Ceux qu'on qualifia tant de fois de « fastueux
directeurs » sont ruinés aujourd'hui. La crise,
qui sévit plus, encore au théâtre qu'ailleurs, peut-être
aussi une confiance trop grande en leur étoile, ont détruit
en peu de temps la fortune que ces travailleurs avaient mis tant d'années
à édifier: au théâtre, tout est décors,
et il semble même que les écus, les billets de banque qu'on
manie dans ce royaume des illusions proviennent toujours du magasin
des accessoires.
Les
Isola ont été les grands amuseurs
de Paris : que de succès légendaires ils ont collectionnés
au cours de leurs quarante-ans de théâtre! Et que de millions
représenta pour eux le droit des pauvres! Pauvres, ils le sont
devenus ou redevenus. C'est l'histoire de bien des directeurs, auteurs
et artistes : la pauvreté des autres a des droits sur eux mais,
leur pauvreté n’a de droits sur personne.
Les Isola ne sont tout de même pas des
isolés, bien qu' Ovide ait dit, en latin, dans
les pages roses du petit Larousse : « Tant
que tu seras heureux, tu compteras
beaucoup d'amis. » (Je crois d'ailleurs que cette
pensée cruelle, n'est pas très juste : on n'a peut-être
de vrais amis que lorsqu'on est malheureux, alors que le succès,
la fortune créent le plus souvent, de la jalousie, de l’antipathie
et même de la haine.) Quoi qu'il en soit, la « rentrée
» des Isola comme prestidigitateurs est patronnée
par de nombreuses personnalités parisiennes.
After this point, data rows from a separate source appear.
//! Infrastructure layer - External systems integration
//!
//! - Database connection and migrations
//! - Storage backends (in-memory and PostgreSQL)
//! - First-run bootstrap

pub mod bootstrap;
pub mod db;
pub mod repositories;

use std::sync::Arc;

pub use db::{Database, Migrator};
pub use repositories::{MemoryStorage, SqlStorage, Storage};

#[cfg(any(test, feature = "test-utils"))]
pub use repositories::MockStorage;

use crate::config::Config;
use crate::errors::AppResult;

/// Pick the storage backend for this process.
///
/// With `DATABASE_URL` set, connects and migrates; any failure aborts
/// startup instead of falling back to memory.
pub async fn connect_storage(config: &Config) -> AppResult<Arc<dyn Storage>> {
    match config.database_url.as_deref() {
        Some(url) => {
            let database = Database::connect(url, config.db_max_connections).await?;
            Ok(Arc::new(SqlStorage::new(database)))
        }
        None => {
            tracing::warn!("Using in-memory storage; all data is lost on restart");
            Ok(Arc::new(MemoryStorage::new()))
        }
    }
}
//! Outbound customer notifications.

mod email;

use async_trait::async_trait;

use crate::domain::Order;
use crate::errors::AppResult;

pub use email::{EmailMessage, EmailNotifier};

#[cfg(any(test, feature = "test-utils"))]
use mockall::automock;

/// Tells a customer that something happened to their order.
#[cfg_attr(any(test, feature = "test-utils"), automock)]
#[async_trait]
pub trait Notifier: Send + Sync {
    /// Called after an order's status was changed by an admin.
    async fn order_status_changed(&self, order: &Order) -> AppResult<()>;
}
//! Session authentication middleware and extractors.
//!
//! `session_middleware` runs on every API route. It resolves the `sid`
//! cookie to a user and stores it in the request extensions; handlers then
//! pick it up with [`CurrentUser`], `Option<CurrentUser>` or [`AdminUser`].

use axum::{
    async_trait,
    extract::{FromRequestParts, Request, State},
    http::request::Parts,
    middleware::Next,
    response::Response,
};
use axum_extra::extract::cookie::CookieJar;

use crate::api::session_cookie::SessionCookies;
use crate::api::AppState;
use crate::domain::{User, UserRole};
use crate::errors::AppError;

/// Authenticated user resolved from the session cookie.
#[derive(Clone, Debug)]
pub struct CurrentUser(pub User);

/// Authenticated user that is also an admin.
#[derive(Clone, Debug)]
pub struct AdminUser(pub User);

/// Resolve the session cookie, if any, into request extensions.
///
/// Requests without a valid session pass through untouched; access rules
/// are enforced by the extractors.
pub async fn session_middleware(
    State(state): State<AppState>,
    jar: CookieJar,
    mut request: Request,
    next: Next,
) -> Result<Response, AppError> {
    if let Some(session_id) = SessionCookies::session_id(&jar) {
        if let Some(user) = state.auth_service.resolve_session(&session_id).await? {
            tracing::debug!(user_id = user.id, "Session resolved");
            request.extensions_mut().insert(CurrentUser(user));
        }
    }

    Ok(next.run(request).await)
}

#[async_trait]
impl<S> FromRequestParts<S> for CurrentUser
where
    S: Send + Sync,
{
    type Rejection = AppError;

    async fn from_request_parts(parts: &mut Parts, _state: &S) -> Result<Self, Self::Rejection> {
        parts
            .extensions
            .get::<CurrentUser>()
            .cloned()
            .ok_or(AppError::Unauthorized)
    }
}

#[async_trait]
impl<S> FromRequestParts<S> for AdminUser
where
    S: Send + Sync,
{
    type Rejection = AppError;

    async fn from_request_parts(parts: &mut Parts, state: &S) -> Result<Self, Self::Rejection> {
        let CurrentUser(user) = CurrentUser::from_request_parts(parts, state).await?;
        require_admin(&user)?;
        Ok(AdminUser(user))
    }
}

/// Require admin role, returns Forbidden error if not admin.
pub fn require_admin(user: &User) -> Result<(), AppError> {
    require_role(Some(user), UserRole::Admin)
}

/// Unauthorized without a user, Forbidden when the role differs.
pub fn require_role(user: Option<&User>, required: UserRole) -> Result<(), AppError> {
    match user {
        None => Err(AppError::Unauthorized),
        Some(user) if user.role == required => Ok(()),
        Some(_) => Err(AppError::Forbidden),
    }
}
//! First-run data: sample catalog and the admin account.

use std::str::FromStr;

use rust_decimal::Decimal;

use crate::config::AdminAccount;
use crate::domain::{NewUser, Password, ProductInput, UserRole};
use crate::errors::{AppError, AppResult};
use crate::infra::Storage;

/// (name, description, price per kg, image)
const SAMPLE_CATALOG: &[(&str, &str, &str, &str)] = &[
    (
        "Fresh Tomatoes",
        "Premium quality, farm-fresh tomatoes",
        "45.00",
        "https://images.unsplash.com/photo-1592924357228-91a4daadcfea",
    ),
    (
        "Potatoes",
        "Fresh potatoes, perfect for all types of cooking",
        "25.00",
        "https://images.unsplash.com/photo-1518977676601-b53f82aba655",
    ),
    (
        "Onions",
        "High-quality red onions",
        "30.00",
        "https://images.unsplash.com/photo-1580201092675-a0a6a6cafbb1",
    ),
    (
        "Carrots",
        "Crunchy and nutritious carrots",
        "40.00",
        "https://images.unsplash.com/photo-1598170845058-32b9d6a5da37",
    ),
];

/// Outcome of a bootstrap run, for logging.
#[derive(Debug, Clone, Copy, Default, PartialEq, Eq)]
pub struct BootstrapReport {
    pub products_seeded: usize,
    pub admin_created: bool,
}

/// Seed the catalog when it is empty and make sure the admin account exists.
/// Safe to run on every start.
pub async fn run(storage: &dyn Storage, admin: &AdminAccount) -> AppResult<BootstrapReport> {
    let mut report = BootstrapReport::default();

    if storage.get_all_products().await?.is_empty() {
        for (name, description, price, image_url) in SAMPLE_CATALOG {
            let price = Decimal::from_str(price)
                .map_err(|e| AppError::internal(format!("bad sample price {}: {}", price, e)))?;
            storage
                .create_product(ProductInput {
                    name: name.to_string(),
                    description: Some(description.to_string()),
                    price,
                    image_url: Some(image_url.to_string()),
                })
                .await?;
            report.products_seeded += 1;
        }
        tracing::info!(count = report.products_seeded, "Seeded sample catalog");
    }

    let password = Password::new(&admin.password)?;
    report.admin_created = storage
        .ensure_user(NewUser {
            username: admin.username.clone(),
            password_hash: password.into_string(),
            email: admin.email.clone(),
            role: UserRole::Admin,
        })
        .await?;

    if report.admin_created {
        tracing::warn!(
            username = %admin.username,
            "Created admin account; change its password before going live"
        );
    }

    Ok(report)
}

#[cfg(test)]
mod tests {
    use super::*;
    use crate::config::Config;
    use crate::domain::password::verify_password;
    use crate::infra::MemoryStorage;

    #[tokio::test]
    async fn test_bootstrap_is_idempotent() {
        let storage = MemoryStorage::new();
        let admin = Config::default().admin;

        let first = run(&storage, &admin).await.unwrap();
        assert_eq!(first.products_seeded, 4);
        assert!(first.admin_created);

        let second = run(&storage, &admin).await.unwrap();
        assert_eq!(second, BootstrapReport::default());
        assert_eq!(storage.get_all_products().await.unwrap().len(), 4);

        let user = storage
            .get_user_by_username(&admin.username)
            .await
            .unwrap()
            .unwrap();
        assert_eq!(user.role, UserRole::Admin);
        assert!(verify_password(&admin.password, &user.password_hash));
    }

    #[tokio::test]
    async fn test_catalog_is_not_reseeded() {
        let storage = MemoryStorage::new();
        storage
            .create_product(ProductInput {
                name: "Garlic".to_string(),
                description: None,
                price: Decimal::from(60),
                image_url: None,
            })
            .await
            .unwrap();

        let report = run(&storage, &Config::default().admin).await.unwrap();
        assert_eq!(report.products_seeded, 0);
    }
}
//! Produce Market - Application entry point
//!
//! CLI-based entry point that dispatches to various commands.

use clap::Parser;
use tracing_subscriber::{layer::SubscriberExt, util::SubscriberInitExt};

use produce_market::{
    cli::{Cli, Commands},
    commands,
    config::Config,
};

#[tokio::main]
async fn main() {
    // Parse CLI arguments
    let cli = Cli::parse();

    // Initialize tracing (verbose mode sets debug level)
    init_tracing(cli.verbose);

    // Load configuration
    let config = Config::from_env();
    tracing::debug!(?config, "Configuration loaded");

    // Execute command
    let result = match cli.command {
        Commands::Serve(args) => commands::serve::execute(args, config).await,
        Commands::Migrate(args) => commands::migrate::execute(args, config).await,
    };

    // Handle errors
    if let Err(e) = result {
        tracing::error!("Command failed: {}", e);
        std::process::exit(1);
    }
}

/// Initialize tracing subscriber
fn init_tracing(verbose: bool) {
    let filter = if verbose {
        "debug".to_string()
    } else {
        std::env::var("RUST_LOG").unwrap_or_else(|_| "info".to_string())
    };

    tracing_subscriber::registry()
        .with(tracing_subscriber::fmt::layer())
        .with(tracing_subscriber::EnvFilter::new(filter))
        .init();
}
//! Repository layer - Data access abstraction
//!
//! One `Storage` trait covers users, catalog, orders and sessions. Two
//! backends implement it: an in-process `MemoryStorage` for development and
//! `SqlStorage` over PostgreSQL. The backend is chosen once at startup and
//! shared as `Arc<dyn Storage>`.

pub(crate) mod entities;
mod memory;
mod sql;

use async_trait::async_trait;
use chrono::{DateTime, Utc};

use crate::domain::{NewOrder, NewUser, Order, OrderStatus, Product, ProductInput, Session, User};
use crate::errors::AppResult;

pub use memory::MemoryStorage;
pub use sql::SqlStorage;

#[cfg(any(test, feature = "test-utils"))]
use mockall::automock;

/// Persistence contract for the marketplace.
#[cfg_attr(any(test, feature = "test-utils"), automock)]
#[async_trait]
pub trait Storage: Send + Sync {
    // Users

    /// Insert a user. Conflict if the username is taken.
    async fn create_user(&self, user: NewUser) -> AppResult<User>;

    /// Insert unless the username exists. Returns whether a row was created.
    async fn ensure_user(&self, user: NewUser) -> AppResult<bool>;

    async fn get_user_by_id(&self, id: i32) -> AppResult<Option<User>>;

    async fn get_user_by_username(&self, username: &str) -> AppResult<Option<User>>;

    // Catalog

    /// All products, ascending by id.
    async fn get_all_products(&self) -> AppResult<Vec<Product>>;

    async fn get_product_by_id(&self, id: i32) -> AppResult<Option<Product>>;

    async fn create_product(&self, input: ProductInput) -> AppResult<Product>;

    async fn update_product(&self, id: i32, input: ProductInput) -> AppResult<Option<Product>>;

    /// Returns whether a product was removed.
    async fn delete_product(&self, id: i32) -> AppResult<bool>;

    // Orders

    /// All orders, newest first.
    async fn get_all_orders(&self) -> AppResult<Vec<Order>>;

    /// Orders placed by one user, newest first.
    async fn get_orders_by_user_id(&self, user_id: i32) -> AppResult<Vec<Order>>;

    async fn get_order_by_id(&self, id: i32) -> AppResult<Option<Order>>;

    /// Persist an order with a fresh id, `pending` status and the current time.
    async fn create_order(&self, order: NewOrder) -> AppResult<Order>;

    /// Overwrite the status. No transition rules are applied here.
    async fn update_order_status(&self, id: i32, status: OrderStatus)
        -> AppResult<Option<Order>>;

    /// Set the status only if the stored one is a predecessor of `status`,
    /// checked and written atomically. `None` if the order is missing or
    /// was not behind `status`.
    async fn advance_order_status(&self, id: i32, status: OrderStatus)
        -> AppResult<Option<Order>>;

    async fn mark_order_as_notified(&self, id: i32) -> AppResult<bool>;

    // Sessions

    async fn create_session(&self, session: Session) -> AppResult<()>;

    async fn get_session(&self, id: &str) -> AppResult<Option<Session>>;

    async fn delete_session(&self, id: &str) -> AppResult<bool>;

    /// Remove sessions that expired at or before `now`. Returns the count.
    async fn purge_expired_sessions(&self, now: DateTime<Utc>) -> AppResult<u64>;

    // Health

    async fn ping(&self) -> AppResult<()>;

    fn backend_name(&self) -> &'static str;
}
//! Commands module - CLI command implementations.
//!
//! Each command is implemented in its own module for separation of concerns.

pub mod migrate;
pub mod serve;
//! Migration: Create orders table.
//!
//! Line items are frozen snapshots and live in a JSON column.

use sea_orm_migration::prelude::*;

#[derive(DeriveMigrationName)]
pub struct Migration;

#[async_trait::async_trait]
impl MigrationTrait for Migration {
    async fn up(&self, manager: &SchemaManager) -> Result<(), DbErr> {
        manager
            .create_table(
                Table::create()
                    .table(Orders::Table)
                    .if_not_exists()
                    .col(
                        ColumnDef::new(Orders::Id)
                            .integer()
                            .not_null()
                            .auto_increment()
                            .primary_key(),
                    )
                    .col(ColumnDef::new(Orders::UserId).integer().null())
                    .col(ColumnDef::new(Orders::CustomerName).string().not_null())
                    .col(ColumnDef::new(Orders::CustomerEmail).string().not_null())
                    .col(ColumnDef::new(Orders::CustomerPhone).string().not_null())
                    .col(ColumnDef::new(Orders::DeliveryAddress).text().not_null())
                    .col(ColumnDef::new(Orders::DeliveryCity).string().not_null())
                    .col(ColumnDef::new(Orders::DeliveryPincode).string().not_null())
                    .col(
                        ColumnDef::new(Orders::TotalAmount)
                            .decimal_len(10, 2)
                            .not_null(),
                    )
                    .col(
                        ColumnDef::new(Orders::Status)
                            .string()
                            .not_null()
                            .default("pending"),
                    )
                    .col(ColumnDef::new(Orders::Items).json_binary().not_null())
                    .col(
                        ColumnDef::new(Orders::CreatedAt)
                            .timestamp_with_time_zone()
                            .not_null()
                            .default(Expr::current_timestamp()),
                    )
                    .col(
                        ColumnDef::new(Orders::EmailNotified)
                            .boolean()
                            .not_null()
                            .default(false),
                    )
                    .foreign_key(
                        ForeignKey::create()
                            .name("fk_orders_user_id")
                            .from(Orders::Table, Orders::UserId)
                            .to(Users::Table, Users::Id)
                            .on_delete(ForeignKeyAction::SetNull),
                    )
                    .to_owned(),
            )
            .await?;

        manager
            .create_index(
                Index::create()
                    .name("idx_orders_user_id")
                    .table(Orders::Table)
                    .col(Orders::UserId)
                    .to_owned(),
            )
            .await
    }

    async fn down(&self, manager: &SchemaManager) -> Result<(), DbErr> {
        manager
            .drop_table(Table::drop().table(Orders::Table).to_owned())
            .await
    }
}

#[derive(Iden)]
enum Orders {
    Table,
    Id,
    UserId,
    CustomerName,
    CustomerEmail,
    CustomerPhone,
    DeliveryAddress,
    DeliveryCity,
    DeliveryPincode,
    TotalAmount,
    Status,
    Items,
    CreatedAt,
    EmailNotified,
}

#[derive(Iden)]
enum Users {
    Table,
    Id,
}
//! Shared response types.

mod response;

pub use response::{Created, MessageResponse, NoContent};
Même s'ils ratent quelques-uns de leurs
tours , dame! depuis le temps. on les acclamera. Pendant un soir tout
au moins, Paris se souviendra. N'importe, c'est d'une autre manière
que les anciens directeurs des Folies-Bergère, de l'Opéra-Comique,
des théâtres Mogador, Sarah-Bernhardt,
etc., étaient naguère des « magiciens
», et ils auront un sourire amer en cueillant, au nez de leurs
nouveaux spectateurs, quelques pièces de cent sous.
Sans doute, il se trouvera des
Caton pour dire:
- Pourquoi cette double infortune
nous paraîtrait-elle plus digne d'intérêt que la
déconfiture de Tartempion ? Les Isola sont venus,
nous les avons vus, ils ont vaincu, et maintenant les voilà «
sur le sable », comme tant d'autres. Histoire banale ! Seulement,
le projecteur darde volontiers son rayon sur les victoires et les désastres
de théâtre ;
Possible,
mais constatons que ce coup du projecteur ne manque pas, en la circonstance,
d'à-propos. Il met en pleine lumière un bel
exemple de résistance morale, d'énergie,
d'optimisme quand même. Les frères Isola, qui ne
sont plus jeunes, tiennent tête au destin et, courageusement,
après l'expérience de tant de dures réalités,
redeviennent illusionnistes, comme à leurs débuts. Voilà
bien ce qui s'appelle « refaire sa vie ». C'est une leçon
pour ceux qui, au premier revers, jettent le manche après la
cognée, et ils sont nombreux.
Clément VAUTEL.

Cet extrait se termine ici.